I do not propose to discuss the report of the Presidential Commission of Inquiry handed over last week, except to the extent that it may influence the Eastern Container project. A expose can be found in Colombo Telegraph at: https://www.colombotelegraph.com/index.php/full-text-of-the-leaked-report-war-criminals-murderers-and-fraudsters-exonerated-by-nandasenas-political-victimisation-commission/ The CT story alleges that the report is an attempt to “exonerate, white-wash and acquit without charge perpetrators of the most heinous crimes committed in Sri Lanka in the recent past and in many cases reward murderers, abductors, and money launderers with compensation by the state”. The report unanimously recommends that “indictments against every accused in emblematic cases highlighted by the UN be dismissed, indictments in currently active trials be quashed; that high military officers, sergeants and sailors charged with rape, kidnapping, extortion rackets, abduction and assaulted be acquitted and released”.

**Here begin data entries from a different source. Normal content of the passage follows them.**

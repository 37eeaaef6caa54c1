//! Common utilities shared across indicator modules

/// Initialize a result vector with NaN values
#[inline]
pub fn nan_vec(len: usize) -> Vec<f64> {
    vec![f64::NAN; len]
}

/// Check if we have enough data for the given period
#[inline]
pub fn has_enough_data(len: usize, period: usize) -> bool {
    len >= period && period > 0
}

/// Calculate the sum of a slice
#[inline]
pub fn sum(values: &[f64]) -> f64 {
    values.iter().sum()
}

/// Calculate the mean of a slice
#[inline]
pub fn mean(values: &[f64]) -> f64 {
    if values.is_empty() {
        return f64::NAN;
    }
    sum(values) / values.len() as f64
}

/// Percentage change from `previous` to `current`.
///
/// A zero base counts as a full 100% rise when the new value is positive,
/// and as no change otherwise.
#[inline]
pub fn pct_change(previous: f64, current: f64) -> f64 {
    if previous != 0.0 {
        (current - previous) / previous * 100.0
    } else if current > 0.0 {
        100.0
    } else {
        0.0
    }
}

/// Compute pairwise differences (like np.diff)
pub fn diff(values: &[f64]) -> Vec<f64> {
    if values.len() < 2 {
        return vec![];
    }
    values.windows(2).map(|w| w[1] - w[0]).collect()
}

/// Separate gains and losses from value changes
pub fn gains_losses(changes: &[f64]) -> (Vec<f64>, Vec<f64>) {
    let gains: Vec<f64> = changes.iter().map(|&c| if c > 0.0 { c } else { 0.0 }).collect();
    let losses: Vec<f64> = changes.iter().map(|&c| if c < 0.0 { -c } else { 0.0 }).collect();
    (gains, losses)
}

/// Running sum, same length as the input
pub fn running_sum(values: &[f64]) -> Vec<f64> {
    values
        .iter()
        .scan(0.0, |acc, &v| {
            *acc += v;
            Some(*acc)
        })
        .collect()
}

/// Last value that is not NaN
pub fn last_valid(values: &[f64]) -> Option<f64> {
    values.iter().rev().find(|v| !v.is_nan()).copied()
}

/// Serialize NaN sentinels as JSON `null`
pub mod nan_as_null {
    use serde::ser::SerializeSeq;
    use serde::{Deserialize, Deserializer, Serializer};

    pub fn serialize<S>(values: &[f64], serializer: S) -> Result<S::Ok, S::Error>
    where
        S: Serializer,
    {
        let mut seq = serializer.serialize_seq(Some(values.len()))?;
        for v in values {
            if v.is_finite() {
                seq.serialize_element(&Some(*v))?;
            } else {
                seq.serialize_element(&None::<f64>)?;
            }
        }
        seq.end()
    }

    pub fn deserialize<'de, D>(deserializer: D) -> Result<Vec<f64>, D::Error>
    where
        D: Deserializer<'de>,
    {
        let raw: Vec<Option<f64>> = Vec::deserialize(deserializer)?;
        Ok(raw.into_iter().map(|v| v.unwrap_or(f64::NAN)).collect())
    }
}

This commission from hell was chaired by disgraced retired Supreme Court Judge Upali Abeyratne and included retired Court of Appeal Judge Chandrasiri Jayathilake and former IGP Chandra Fernando. It was a Gota regime whitewash squad reflecting regime thoughts and desires. The release of this stinking report at this moment, the eve of the Geneva UNHRC meeting where a devastating attack on the Lankan Government by the UN High Commissioner pointing to escalation of punitive measures is feared, has detonated a bomb under the regime’s backside. The recommendations are music to the ears of Gota’s military junta and it is impossible for the regime to condemn the report as this would enrage chauvinists and monk-mobs. On the other hand the MR loyal political side is acutely embarrassed. In order to minimise a skewering at Geneva and reprisals from the West will the government assuage Western anger by handing over the Eastern Terminal project to the Japan-India consortium? I expect to see heightened tension in the government between the military (GR) and the political (MR) wings of state power in the coming months.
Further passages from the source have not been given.